For more than a century, the kilogram (kg) — the fundamental unit of mass in the International System of Units (SI) — has been defined as exactly equal to the mass of a small polished cylinder, cast in 1879 of platinum and iridium.
Kept in a triple-locked vault on the outskirts of Paris, the platinum-iridium cylinder is officially called the International Prototype of the Kilogram (IPK). It even has a nickname: Le Grand K (The Big K). The accuracy of every measurement of mass or weight worldwide, whether in pounds and ounces or milligrams and metric tons, depends on how closely the reference masses used in those measurements can be linked to the mass of the IPK.
That situation is about to change. In November 2018, the international scientific community plans to redefine the kilogram, freeing it from its embodiment in one golf-ball-sized artifact, and basing it instead on a constant of nature. That transformation will be as profound as any in the history of measurement.
One Mass to Rule Them All
The kilogram is the only SI unit still defined in terms of a manufactured object. So to ensure the accuracy of mass and weight measurements, all the standard masses used in all the measurements around the globe should, in theory, be directly compared to the IPK — which is kept by the International Bureau of Weights and Measures (BIPM) in Sèvres, France.
That is, of course, impossible. As a practical matter, many countries keep one or more primary 1 kg standards in their main measurement science laboratories, known as national metrology institutes. It is those masses whose values are periodically adjusted — or “calibrated” — against the IPK.
The primary national standards are then used to calibrate national "working standards" that are used for further calibrations of still other standards. In this fashion, the kilogram standard is ultimately disseminated across the nation in a carefully recorded chain of comparisons that traces back to the original national standard and thus ultimately to the IPK.
In the United States, the dissemination of mass — indeed, of all seven SI base units — is the responsibility of the National Institute of Standards and Technology (NIST), part of the U.S. Department of Commerce. NIST houses and maintains America's mass standards, including the primary prototype national standard (called K20) which was one of the first two prototypes that BIPM assigned to the United States in 1889. The other, called K4, serves as a “check” standard that monitors the constancy of K20’s mass.
NIST also maintains six other platinum-iridium prototypes (K79, K85, K92, K102, K104 and K105). Numerous stainless-steel working standards are calibrated against the national prototypes and used for comparisons to various test masses. Additional sets of working standards are then used to calibrate masses up to 27,200 kg and down to 1 milligram (mg, a thousandth of a gram).
The agency is also responsible for calibrating the U.S. mass standards against the IPK — or, usually, against one of BIPM's authorized copies — at regular intervals.
Drifting and Scaling
Not surprisingly, making intermittent comparisons among various artifacts is extremely laborious and involves many stages of repeated measurements. More problematic, however, is the fact that the measured mass of each individual standard changes, or "drifts," a bit over time.

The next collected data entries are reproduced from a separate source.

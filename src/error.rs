//! Error types for tar mutation operations.
//!
//! This module provides the [`Error`] enum which represents all possible
//! failure modes when decoding, mutating, and re-encoding tar archives,
//! along with a convenient [`Result<T>`] type alias.
//!
//! # Error Handling
//!
//! All fallible operations in this crate return `Result<T, Error>`. Nothing
//! is retried internally: every failure that happens before the archive is
//! rewritten leaves the file on disk untouched.
//!
//! ```rust,no_run
//! use retar::{EditOptions, Error};
//!
//! match retar::delete("backup.tar.zst", ["logs/"], &EditOptions::default()) {
//!     Ok(result) => println!("removed {} entries", result.entries_deleted),
//!     Err(Error::MalformedArchive { entry, reason }) => {
//!         eprintln!("archive is damaged near {:?}: {}", entry, reason);
//!     }
//!     Err(Error::Pattern { pattern, .. }) => eprintln!("bad pattern: {}", pattern),
//!     Err(e) => eprintln!("error: {}", e),
//! }
//! ```

use std::io;
use std::path::PathBuf;

/// Helper struct for formatting MalformedArchive error messages.
struct MalformedDisplay<'a> {
    entry: Option<&'a str>,
    reason: &'a str,
}

impl std::fmt::Display for MalformedDisplay<'_> {
    fn fmt(&self, f: &mut std::fmt::Formatter<'_>) -> std::fmt::Result {
        write!(f, "Malformed archive")?;
        if let Some(name) = self.entry {
            write!(f, " at entry '{}'", name)?;
        }
        write!(f, ": {}", self.reason)
    }
}

/// The main error type for tar mutation operations.
///
/// # Error Categories
///
/// | Category | Variants | Typical Cause |
/// |----------|----------|---------------|
/// | I/O | [`Io`][Self::Io], [`SourceUnreadable`][Self::SourceUnreadable] | File system operations |
/// | Format | [`MalformedArchive`][Self::MalformedArchive], [`InvalidArchivePath`][Self::InvalidArchivePath] | Damaged or hostile archive data |
/// | Codec | [`Codec`][Self::Codec], [`UnknownCodec`][Self::UnknownCodec], [`UnsupportedFeature`][Self::UnsupportedFeature] | Compression stream setup |
/// | Request | [`Pattern`][Self::Pattern], [`InvalidCompressionLevel`][Self::InvalidCompressionLevel], [`EntryExists`][Self::EntryExists], [`Cancelled`][Self::Cancelled] | Caller-supplied parameters |
#[derive(Debug, thiserror::Error)]
#[non_exhaustive]
pub enum Error {
    /// An I/O error occurred during file operations.
    ///
    /// This covers reading the archive file, writing the rebuilt archive and
    /// restoring its permissions.
    #[error("I/O error: {0}")]
    Io(#[from] io::Error),

    /// A source path given to an add or update request could not be read.
    #[error("Cannot read source '{}': {source}", path.display())]
    SourceUnreadable {
        /// The filesystem path that failed.
        path: PathBuf,
        /// The underlying I/O error.
        #[source]
        source: io::Error,
    },

    /// The archive stream is corrupt or truncated.
    ///
    /// Returned for bad header checksums, unparsable header fields, a
    /// compressed stream that fails mid-way, and member content shorter than
    /// the size recorded in its header.
    #[error("{}", MalformedDisplay { entry: entry.as_deref(), reason })]
    MalformedArchive {
        /// The member being read when the damage was detected, if known.
        entry: Option<String>,
        /// A description of the damage.
        reason: String,
    },

    /// A compression codec failed to initialize or finalize.
    #[error("{method} codec error: {reason}")]
    Codec {
        /// Name of the codec.
        method: &'static str,
        /// A description of the failure.
        reason: String,
    },

    /// A codec identifier did not name any known algorithm.
    #[error("Unknown compression algorithm: {0}")]
    UnknownCodec(String),

    /// A feature required by the request was compiled out of this build.
    ///
    /// # Recovery
    ///
    /// Enable the corresponding feature flag when building:
    /// ```toml
    /// retar = { version = "0.1", features = ["zstd", "xz"] }
    /// ```
    #[error("Unsupported feature: {feature}")]
    UnsupportedFeature {
        /// The name of the unsupported feature.
        feature: &'static str,
    },

    /// A member pattern has invalid glob syntax.
    ///
    /// Raised while the delete request is built, before anything is mutated.
    #[error("Invalid pattern '{pattern}': {reason}")]
    Pattern {
        /// The offending pattern.
        pattern: String,
        /// Description of why the pattern is invalid.
        reason: String,
    },

    /// An archive path is invalid.
    ///
    /// Archive paths must:
    /// - Not contain null bytes
    /// - Not be empty
    /// - Not contain `..` segments
    /// - Be relative
    #[error("Invalid archive path: {0}")]
    InvalidArchivePath(String),

    /// An entry already exists in the archive.
    ///
    /// Returned by append when the collision policy is
    /// [`CollisionPolicy::Fail`](crate::edit::CollisionPolicy::Fail).
    #[error("Entry already exists: {path}")]
    EntryExists {
        /// The path that already exists.
        path: String,
    },

    /// The operation was cancelled through the progress reporter before the
    /// archive was rewritten.
    #[error("Operation cancelled")]
    Cancelled,

    /// An invalid compression level was provided.
    ///
    /// Compression levels must be in the range 0-9 and are reinterpreted
    /// for each algorithm.
    ///
    /// ```rust
    /// use retar::{CompressionOptions, Error};
    ///
    /// assert!(CompressionOptions::new().level(9).is_ok());
    /// let result = CompressionOptions::new().level(15);
    /// assert!(matches!(result, Err(Error::InvalidCompressionLevel { level: 15 })));
    /// ```
    #[error("invalid compression level {level}: must be 0-9")]
    InvalidCompressionLevel {
        /// The invalid level that was provided.
        level: u32,
    },
}

impl Error {
    /// Returns `true` if the archive contents themselves are at fault.
    pub fn is_format_error(&self) -> bool {
        matches!(
            self,
            Error::MalformedArchive { .. } | Error::InvalidArchivePath(_)
        )
    }

    /// Returns `true` if this error came from the filesystem.
    pub fn is_io_error(&self) -> bool {
        matches!(self, Error::Io(_) | Error::SourceUnreadable { .. })
    }

    /// Returns `true` if this error is related to codecs or features missing
    /// from this build.
    pub fn is_unsupported(&self) -> bool {
        matches!(
            self,
            Error::UnsupportedFeature { .. } | Error::UnknownCodec(_)
        )
    }

    /// Returns the entry name associated with this error, if any.
    pub fn entry_name(&self) -> Option<&str> {
        match self {
            Error::MalformedArchive { entry, .. } => entry.as_deref(),
            Error::EntryExists { path } => Some(path.as_str()),
            _ => None,
        }
    }

    /// Creates a MalformedArchive error.
    pub fn malformed(entry: Option<&str>, reason: impl Into<String>) -> Self {
        Error::MalformedArchive {
            entry: entry.map(str::to_owned),
            reason: reason.into(),
        }
    }

    /// Creates a Codec error.
    pub fn codec(method: &'static str, reason: impl std::fmt::Display) -> Self {
        Error::Codec {
            method,
            reason: reason.to_string(),
        }
    }
}

/// A specialized Result type for tar mutation operations.
pub type Result<T> = std::result::Result<T, Error>;

#[cfg(test)]
mod tests {
    use super::*;

    #[test]
    fn test_io_error_from() {
        let io_err = io::Error::new(io::ErrorKind::NotFound, "file not found");
        let err: Error = io_err.into();
        assert!(matches!(err, Error::Io(_)));
        assert!(err.is_io_error());
        assert!(err.to_string().contains("I/O error"));
    }

    #[test]
    fn test_malformed_with_entry() {
        let err = Error::malformed(Some("docs/a.txt"), "unexpected end of content");
        assert_eq!(
            err.to_string(),
            "Malformed archive at entry 'docs/a.txt': unexpected end of content"
        );
        assert_eq!(err.entry_name(), Some("docs/a.txt"));
        assert!(err.is_format_error());
    }

    #[test]
    fn test_malformed_without_entry() {
        let err = Error::malformed(None, "bad checksum");
        assert_eq!(err.to_string(), "Malformed archive: bad checksum");
        assert_eq!(err.entry_name(), None);
    }

    #[test]
    fn test_codec_error() {
        let err = Error::codec("zstd", "bad frame");
        assert_eq!(err.to_string(), "zstd codec error: bad frame");
        assert!(!err.is_format_error());
    }

    #[test]
    fn test_pattern_error() {
        let err = Error::Pattern {
            pattern: "[a".into(),
            reason: "unclosed character class".into(),
        };
        assert!(err.to_string().contains("[a"));
    }

    #[test]
    fn test_source_unreadable_keeps_source() {
        use std::error::Error as _;
        let err = Error::SourceUnreadable {
            path: PathBuf::from("/missing"),
            source: io::Error::new(io::ErrorKind::NotFound, "gone"),
        };
        assert!(err.is_io_error());
        assert!(err.source().is_some());
        assert!(err.to_string().contains("/missing"));
    }

    #[test]
    fn test_unsupported() {
        assert!(Error::UnsupportedFeature { feature: "xz" }.is_unsupported());
        assert!(Error::UnknownCodec("rar".into()).is_unsupported());
        assert!(!Error::EntryExists { path: "a".into() }.is_unsupported());
    }

    #[test]
    fn test_invalid_compression_level() {
        let err = Error::InvalidCompressionLevel { level: 12 };
        assert_eq!(err.to_string(), "invalid compression level 12: must be 0-9");
    }

    #[test]
    fn test_error_is_send_sync() {
        fn assert_send_sync<T: Send + Sync>() {}
        assert_send_sync::<Error>();
    }
}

Moreover, this mass-comparison system is not easily scalable from large to small. The smaller the scale, the larger the uncertainty in measurement because a very long sequence of comparisons is necessary to get from a 1 kg standard down to tiny metal mass standards in the mg range, and each comparison introduces an added uncertainty. As a result, although a 1 kg artifact can be measured against a 1 kg standard to an uncertainty of a few parts in a billion, a milligram measured against the same 1 kg has relative uncertainties of a few parts in ten thousand.
That uncertainty is not satisfactory for the ever-more-demanding needs of modern measurement science, device manufacture, material science, pharmaceutical research and testing, and environmental monitoring, to name only a few. Increasingly, those endeavors require accurate measurements on the order of micrograms (millionths of a gram) and smaller. There is widespread agreement that the world needs a system in which scaling measurements does not mean increasing uncertainty.
According to an internationally accepted plan, the problems with the current system of defining mass will be addressed in November 2018 when the kilogram is poised to be redefined in terms of an invariant of nature: the Planck constant. Scientists around the world have been laying the groundwork for that change for years.